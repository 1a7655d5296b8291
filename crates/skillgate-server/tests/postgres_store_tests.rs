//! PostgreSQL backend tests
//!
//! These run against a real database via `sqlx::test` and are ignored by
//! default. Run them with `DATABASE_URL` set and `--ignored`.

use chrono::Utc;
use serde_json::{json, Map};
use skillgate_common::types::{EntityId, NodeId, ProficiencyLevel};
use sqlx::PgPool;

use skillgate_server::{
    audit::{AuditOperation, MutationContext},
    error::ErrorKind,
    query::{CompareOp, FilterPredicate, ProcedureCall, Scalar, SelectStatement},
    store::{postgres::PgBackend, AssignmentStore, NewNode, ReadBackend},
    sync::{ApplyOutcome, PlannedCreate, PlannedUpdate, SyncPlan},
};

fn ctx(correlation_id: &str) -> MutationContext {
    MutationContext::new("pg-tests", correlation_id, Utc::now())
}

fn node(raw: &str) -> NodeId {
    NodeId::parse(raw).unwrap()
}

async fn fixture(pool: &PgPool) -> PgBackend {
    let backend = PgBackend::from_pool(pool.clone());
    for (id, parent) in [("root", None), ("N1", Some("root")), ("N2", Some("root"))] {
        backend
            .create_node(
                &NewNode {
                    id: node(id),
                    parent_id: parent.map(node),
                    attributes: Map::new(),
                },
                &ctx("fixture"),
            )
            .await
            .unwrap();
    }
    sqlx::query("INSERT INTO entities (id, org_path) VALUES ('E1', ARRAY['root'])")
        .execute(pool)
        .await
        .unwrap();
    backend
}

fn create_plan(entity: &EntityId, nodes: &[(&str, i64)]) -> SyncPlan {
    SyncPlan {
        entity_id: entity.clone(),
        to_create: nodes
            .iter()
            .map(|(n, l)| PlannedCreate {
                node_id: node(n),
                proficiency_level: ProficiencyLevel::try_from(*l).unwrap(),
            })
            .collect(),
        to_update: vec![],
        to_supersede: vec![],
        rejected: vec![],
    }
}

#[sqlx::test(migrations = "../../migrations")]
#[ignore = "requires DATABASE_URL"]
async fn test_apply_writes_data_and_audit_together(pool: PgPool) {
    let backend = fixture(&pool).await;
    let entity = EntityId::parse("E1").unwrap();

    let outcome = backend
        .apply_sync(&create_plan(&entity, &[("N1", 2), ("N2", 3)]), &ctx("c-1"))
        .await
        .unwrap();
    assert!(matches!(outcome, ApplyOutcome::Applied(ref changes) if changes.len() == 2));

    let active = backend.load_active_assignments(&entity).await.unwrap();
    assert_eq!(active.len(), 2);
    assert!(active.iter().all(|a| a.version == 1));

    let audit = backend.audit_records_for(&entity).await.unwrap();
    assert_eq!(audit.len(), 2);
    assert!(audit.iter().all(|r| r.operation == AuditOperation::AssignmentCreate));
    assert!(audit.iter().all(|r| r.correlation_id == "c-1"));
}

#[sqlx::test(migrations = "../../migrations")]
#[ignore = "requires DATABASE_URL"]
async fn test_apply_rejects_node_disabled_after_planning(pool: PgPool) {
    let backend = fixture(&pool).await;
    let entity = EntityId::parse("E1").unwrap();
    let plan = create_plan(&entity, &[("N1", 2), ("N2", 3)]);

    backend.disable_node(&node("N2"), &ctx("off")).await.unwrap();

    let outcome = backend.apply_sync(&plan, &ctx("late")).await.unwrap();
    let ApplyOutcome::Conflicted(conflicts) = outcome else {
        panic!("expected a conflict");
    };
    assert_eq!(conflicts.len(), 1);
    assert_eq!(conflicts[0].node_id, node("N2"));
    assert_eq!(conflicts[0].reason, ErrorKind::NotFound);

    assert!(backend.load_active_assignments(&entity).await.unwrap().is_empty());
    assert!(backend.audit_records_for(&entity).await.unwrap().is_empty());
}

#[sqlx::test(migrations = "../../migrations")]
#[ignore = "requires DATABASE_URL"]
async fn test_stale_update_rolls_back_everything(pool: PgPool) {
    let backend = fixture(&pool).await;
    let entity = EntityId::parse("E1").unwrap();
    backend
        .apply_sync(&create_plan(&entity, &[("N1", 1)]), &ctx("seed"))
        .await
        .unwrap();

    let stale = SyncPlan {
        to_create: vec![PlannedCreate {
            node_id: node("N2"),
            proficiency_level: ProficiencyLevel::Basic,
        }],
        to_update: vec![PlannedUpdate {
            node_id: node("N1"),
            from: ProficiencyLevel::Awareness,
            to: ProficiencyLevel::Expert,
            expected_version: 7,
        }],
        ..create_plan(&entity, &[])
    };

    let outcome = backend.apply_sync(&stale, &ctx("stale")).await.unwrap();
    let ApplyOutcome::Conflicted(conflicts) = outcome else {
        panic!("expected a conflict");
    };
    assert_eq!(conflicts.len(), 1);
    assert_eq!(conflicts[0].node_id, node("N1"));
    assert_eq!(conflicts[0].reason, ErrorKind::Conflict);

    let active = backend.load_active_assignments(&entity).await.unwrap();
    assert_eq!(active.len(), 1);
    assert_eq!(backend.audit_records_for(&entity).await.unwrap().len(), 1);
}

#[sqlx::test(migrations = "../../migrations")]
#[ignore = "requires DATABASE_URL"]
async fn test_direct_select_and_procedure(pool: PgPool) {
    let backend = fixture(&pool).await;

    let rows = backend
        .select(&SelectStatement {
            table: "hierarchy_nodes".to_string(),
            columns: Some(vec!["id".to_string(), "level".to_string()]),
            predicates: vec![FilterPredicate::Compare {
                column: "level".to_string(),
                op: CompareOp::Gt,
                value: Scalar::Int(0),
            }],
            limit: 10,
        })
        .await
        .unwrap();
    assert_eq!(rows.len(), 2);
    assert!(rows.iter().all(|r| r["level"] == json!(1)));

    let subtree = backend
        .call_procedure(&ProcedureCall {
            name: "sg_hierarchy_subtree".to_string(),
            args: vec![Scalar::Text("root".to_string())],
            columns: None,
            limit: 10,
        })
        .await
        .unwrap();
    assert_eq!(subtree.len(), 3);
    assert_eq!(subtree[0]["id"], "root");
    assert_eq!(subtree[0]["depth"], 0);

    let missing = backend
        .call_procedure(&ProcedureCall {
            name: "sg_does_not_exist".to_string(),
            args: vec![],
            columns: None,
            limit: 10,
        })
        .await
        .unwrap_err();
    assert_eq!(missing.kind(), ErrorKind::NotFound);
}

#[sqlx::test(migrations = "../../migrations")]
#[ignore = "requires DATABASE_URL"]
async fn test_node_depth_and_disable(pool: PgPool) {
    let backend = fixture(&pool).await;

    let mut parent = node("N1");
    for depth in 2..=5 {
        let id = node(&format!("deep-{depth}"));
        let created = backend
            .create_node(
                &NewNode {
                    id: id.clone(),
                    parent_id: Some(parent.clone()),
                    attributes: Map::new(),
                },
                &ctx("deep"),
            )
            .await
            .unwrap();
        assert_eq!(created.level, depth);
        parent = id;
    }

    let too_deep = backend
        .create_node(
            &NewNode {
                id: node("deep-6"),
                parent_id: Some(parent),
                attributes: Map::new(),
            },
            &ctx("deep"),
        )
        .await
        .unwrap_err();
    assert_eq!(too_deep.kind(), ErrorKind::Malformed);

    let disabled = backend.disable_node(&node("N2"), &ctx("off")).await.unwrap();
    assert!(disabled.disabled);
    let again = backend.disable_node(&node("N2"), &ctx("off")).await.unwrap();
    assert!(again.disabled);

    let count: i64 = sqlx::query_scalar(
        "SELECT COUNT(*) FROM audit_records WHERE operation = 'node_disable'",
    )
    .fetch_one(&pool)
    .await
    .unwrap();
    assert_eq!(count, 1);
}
• • •
Your reply should consist of a single number, the count of lines in the records above that contain the string "Some".

| Answer to the problem |
4